The challenge is to control draining to minimum.
Recovering Waste Heat from Blow down
Since it is necessary to blow down to control total dissolved solids in boiler water, methods can be adopted to recover some of heat back from drained hot water.
Blow down tanks, heat exchanger tubes and pumping arrangements can be fabricated to recover back some of heat back into boiler.
Stopping Dynamic Operation
Whenever a boiler starts or stops, a few minutes are spent running forced draft fan for purging combustion chamber of unburnt gases. This is a necessary step for safe operation of a boiler.
During this time heat from boiler water in shell or tubes will be lost to purging air.
To avoid this type of losses, it is better to maintain a steady firing condition in boilers.
Reducing Boiler Pressure
By reducing boiler pressure, some of heat losses through leakages or transmission may be reduced slightly. However there can be problems with boiler with reduced pressure. The boiler circulation may be upset and steam lines may have insufficient capacity and flow to transport low pressure steam.
Operating at Peak Efficiency
When operating two or more boilers, improved efficiency can sometimes be obtained by unequal sharing of load so that combined load operates at peak efficiency.
Preheating Combustion Air
Any heat loss from skin of boiler to boiler room can be utilized back for combustion.
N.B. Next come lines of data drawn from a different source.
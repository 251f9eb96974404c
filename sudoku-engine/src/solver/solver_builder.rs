//! Contains the [`SolverBuilder`] struct for building a [`Solver`].

use itertools::Itertools;
use std::sync::Arc;
use thiserror::Error;

use super::{Solver, SolverInfo};
use crate::prelude::*;

/// Ways building a solver can fail.
#[derive(Debug, Error)]
pub enum BuildError {
    #[error("invalid regions: {0}")]
    InvalidRegions(String),
    #[error("invalid givens string: {0}")]
    InvalidGivens(String),
    #[error("cannot set given {value} in {cell}")]
    InvalidGiven { cell: CellIndex, value: usize },
    #[error("{constraint} has found the board is invalid: {reason}")]
    ConstraintInvalid { constraint: String, reason: String },
    #[error("the puzzle is invalid: {0}")]
    Invalid(String),
}

/// Assembles regions, givens, logical steps, and constraints into a
/// [`Solver`], finalizing the weak-link graph in the process.
///
/// # Example
/// ```
/// # use sudoku_engine::prelude::*;
/// let solver = SolverBuilder::default().build().unwrap();
/// assert_eq!(solver.board().houses().len(), 27);
/// ```
#[derive(Clone)]
pub struct SolverBuilder {
    regions: Vec<usize>,
    logical_steps: Vec<Arc<dyn LogicalStep>>,
    constraints: Vec<Arc<dyn Constraint>>,
    givens: Vec<(CellIndex, usize)>,
    givens_strings: Vec<String>,
    scoring: ScoringPolicy,
    discover_links: bool,
}

impl SolverBuilder {
    pub fn new() -> Self {
        Self {
            regions: Vec::new(),
            logical_steps: Vec::new(),
            constraints: Vec::new(),
            givens: Vec::new(),
            givens_strings: Vec::new(),
            scoring: ScoringPolicy::default(),
            discover_links: false,
        }
    }

    /// Sets the region index of every cell. An empty vector (the default)
    /// means standard boxes; an all-equal vector means no box houses at all.
    #[must_use]
    pub fn with_regions(mut self, regions: Vec<usize>) -> Self {
        self.regions = regions;
        self
    }

    /// Removes the box houses, leaving rows and columns only.
    #[must_use]
    pub fn with_no_regions(mut self) -> Self {
        self.regions = vec![0; NUM_CELLS];
        self
    }

    /// Replaces the logical step list. The steps required by the solver are
    /// inserted automatically if missing.
    #[must_use]
    pub fn with_logical_steps(mut self, logical_steps: Vec<Arc<dyn LogicalStep>>) -> Self {
        self.logical_steps = logical_steps;
        self
    }

    /// Appends one logical step.
    #[must_use]
    pub fn with_logical_step(mut self, logical_step: Arc<dyn LogicalStep>) -> Self {
        self.logical_steps.push(logical_step);
        self
    }

    /// Replaces the constraint list.
    #[must_use]
    pub fn with_constraints(mut self, constraints: Vec<Arc<dyn Constraint>>) -> Self {
        self.constraints = constraints;
        self
    }

    /// Appends one constraint.
    #[must_use]
    pub fn with_constraint(mut self, constraint: Arc<dyn Constraint>) -> Self {
        self.constraints.push(constraint);
        self
    }

    /// Appends one given value.
    #[must_use]
    pub fn with_given(mut self, cell: CellIndex, value: usize) -> Self {
        self.givens.push((cell, value));
        self
    }

    /// Appends multiple given values.
    #[must_use]
    pub fn with_givens(mut self, givens: &[(CellIndex, usize)]) -> Self {
        self.givens.extend_from_slice(givens);
        self
    }

    /// Appends givens from an 81-character string in row-major order; `0` or
    /// any non-digit is an empty cell.
    #[must_use]
    pub fn with_givens_string(mut self, givens: &str) -> Self {
        self.givens_strings.push(givens.to_owned());
        self
    }

    /// Overrides the logical-step scoring policy.
    #[must_use]
    pub fn with_scoring(mut self, scoring: ScoringPolicy) -> Self {
        self.scoring = scoring;
        self
    }

    /// Enables speculative weak-link discovery during finalize. Off by
    /// default; it can be slow on heavily constrained boards.
    #[must_use]
    pub fn with_link_discovery(mut self, discover_links: bool) -> Self {
        self.discover_links = discover_links;
        self
    }

    fn standard_logic() -> Vec<Arc<dyn LogicalStep>> {
        vec![
            Arc::new(AllNakedSingles),
            Arc::new(NakedSingle),
            Arc::new(HiddenSingle),
            Arc::new(SimpleCellForcing),
            Arc::new(NakedTuples),
            Arc::new(Pointing),
            Arc::new(StepConstraints),
        ]
    }

    fn validated_regions(&self) -> Result<Vec<usize>, BuildError> {
        if self.regions.is_empty() {
            return Ok(default_regions());
        }

        if self.regions.len() != NUM_CELLS {
            return Err(BuildError::InvalidRegions(format!(
                "expected {} region entries, got {}",
                NUM_CELLS,
                self.regions.len()
            )));
        }

        // All-equal means "no regions"; anything else must split evenly.
        if !self.regions.iter().all_equal() {
            for &region in self.regions.iter().unique() {
                let count = self.regions.iter().filter(|&&r| r == region).count();
                if count != SIZE {
                    return Err(BuildError::InvalidRegions(format!(
                        "region {} covers {} cells, expected {}",
                        region, count, SIZE
                    )));
                }
            }
        }

        Ok(self.regions.clone())
    }

    fn parsed_givens(&self) -> Result<Vec<(CellIndex, usize)>, BuildError> {
        let mut givens = self.givens.clone();
        for string in &self.givens_strings {
            if string.chars().count() != NUM_CELLS {
                return Err(BuildError::InvalidGivens(format!(
                    "expected {} characters, got {}",
                    NUM_CELLS,
                    string.chars().count()
                )));
            }

            givens.extend(string.chars().enumerate().filter_map(|(i, c)| {
                let value = c.to_digit(10)?;
                if value == 0 {
                    None
                } else {
                    Some((CellIndex::new(i), value as usize))
                }
            }));
        }
        Ok(givens)
    }

    pub fn build(self) -> Result<Solver, BuildError> {
        let regions = self.validated_regions()?;
        let givens = self.parsed_givens()?;

        // Stable sort keeps registration order among equal sort keys.
        let constraints: Vec<Arc<dyn Constraint>> = self
            .constraints
            .iter()
            .cloned()
            .sorted_by_key(|constraint| constraint.sort_order())
            .collect();

        let mut board = Board::new(&regions, constraints);

        for (cell, value) in givens {
            let mask = board.cell(cell);
            if mask.is_solved() {
                if mask.value() != value {
                    return Err(BuildError::InvalidGiven { cell, value });
                }
                continue;
            }
            if !board.set_solved(cell, value) {
                return Err(BuildError::InvalidGiven { cell, value });
            }
        }

        // Let constraints narrow the initial candidates until quiescent.
        let constraint_list: Vec<Arc<dyn Constraint>> = board.constraints().to_vec();
        loop {
            let mut changed = false;
            for constraint in &constraint_list {
                match constraint.init_board(&mut board) {
                    LogicalStepResult::Invalid(desc) => {
                        return Err(BuildError::ConstraintInvalid {
                            constraint: constraint.specific_name(),
                            reason: desc
                                .map(|d| d.to_string())
                                .unwrap_or_else(|| "no placement is possible".to_owned()),
                        });
                    }
                    LogicalStepResult::Changed(_) => changed = true,
                    LogicalStepResult::None => {}
                }
            }
            if !changed {
                break;
            }
        }

        if self.discover_links && board.discover_weak_links() == LogicResult::Invalid {
            return Err(BuildError::Invalid(
                "weak link discovery emptied a cell".to_owned(),
            ));
        }

        let mut logical_steps = if self.logical_steps.is_empty() {
            Self::standard_logic()
        } else {
            self.logical_steps
        };

        // Two steps are required: AllNakedSingles drives the brute-force
        // solver and StepConstraints applies constraint logic.
        if !logical_steps.iter().any(|step| step.name() == AllNakedSingles.name()) {
            logical_steps.insert(0, Arc::new(AllNakedSingles));
        }
        if !logical_steps.iter().any(|step| step.name() == StepConstraints.name()) {
            logical_steps.push(Arc::new(StepConstraints));
        }

        let logical_solve_steps = logical_steps
            .iter()
            .filter(|step| step.is_active_during_logical_solves())
            .cloned()
            .collect();
        let brute_force_steps = logical_steps
            .iter()
            .filter(|step| step.is_active_during_brute_force_solves())
            .cloned()
            .collect();

        let info = SolverInfo::new(
            board
                .constraints()
                .iter()
                .map(|constraint| constraint.specific_name())
                .collect(),
        );

        Ok(Solver {
            board,
            logical_solve_steps,
            brute_force_steps,
            scoring: self.scoring,
            info,
        })
    }
}

impl Default for SolverBuilder {
    fn default() -> Self {
        Self::new()
    }
}

#[cfg(test)]
mod test {
    use super::*;
    use itertools::assert_equal;

    #[test]
    fn test_default_build() {
        let solver = SolverBuilder::default().build().unwrap();
        let board = solver.board();
        assert_eq!(board.solved_count(), 0);
        assert!(!board.is_solved());
        assert_eq!(board.houses().len(), 27);
        assert!(board.constraints().is_empty());
    }

    #[test]
    fn test_no_regions() {
        let solver = SolverBuilder::default().with_no_regions().build().unwrap();
        assert_eq!(solver.board().houses().len(), 18);
    }

    #[test]
    fn test_bad_regions() {
        let mut regions = default_regions();
        regions[0] = 1;
        assert!(matches!(
            SolverBuilder::default().with_regions(regions).build(),
            Err(BuildError::InvalidRegions(_))
        ));
    }

    #[test]
    fn test_conflicting_givens() {
        let result = SolverBuilder::default()
            .with_given(CellIndex::new(0), 1)
            .with_given(CellIndex::new(1), 1)
            .build();
        assert!(matches!(result, Err(BuildError::InvalidGiven { .. })));
    }

    #[test]
    fn test_required_logic() {
        let solver = SolverBuilder::new()
            .with_logical_step(Arc::new(HiddenSingle))
            .build()
            .unwrap();

        assert_equal(
            solver.brute_force_steps().iter().map(|s| s.name()),
            ["All Naked Singles", "Hidden Single", "Step Constraints"],
        );
        assert_equal(
            solver.logical_solve_steps().iter().map(|s| s.name()),
            ["Hidden Single", "Step Constraints"],
        );
    }

    #[test]
    fn test_link_discovery_on_plain_board() {
        let solver = SolverBuilder::default()
            .with_givens_string(
                "003020600900305001001806400008102900700000008006708200002609500800203009005010300",
            )
            .with_link_discovery(true)
            .build()
            .unwrap();

        // Discovered links stay symmetric, sorted, and duplicate-free.
        let links = solver.board().weak_links();
        for candidate in all_candidates() {
            let list = links.links_for(candidate);
            assert!(list.windows(2).all(|w| w[0] < w[1]));
            for &other in list {
                assert!(links.is_linked(other, candidate));
            }
        }
    }
}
By preheating intake air combustion in furnace becomes more efficient.
Switching from Steam to Air Atomization
For burners with steam atomization, switching to air atomization will naturally result in less steam consumption overall and better boiler efficiencies. This is only applicable for heavy fuel oil burners.
Switching to Lower Cost Fuel
When comparing natural gas and fuel oil, if cost is same or more per BTU delivered, switch over to fuel oil.
The reason for this is that in combustion process, hydrogen combines with oxygen to form water. The latent heat of vaporization is lost when water vapor leaves boiler stack.
Fuels like natural gas with higher hydrogen to carbon ratio will lose this heat more than those with lower hydrogen-carbon ratio like fuel oil.
However one must also recognize that there will be increased maintenance, operating costs and greater need for more excess air in order to achieve complete combustion for fuel oil. In addition, soot deposits and incomplete combustion might also affect overall costs.
Some of ways mentioned above may not be feasible at all for your plant. Each of them may result in only a few percentage points of boiler efficiency improvement. However, if carried out carefully and with proper tools and instruments, they do add up to huge savings.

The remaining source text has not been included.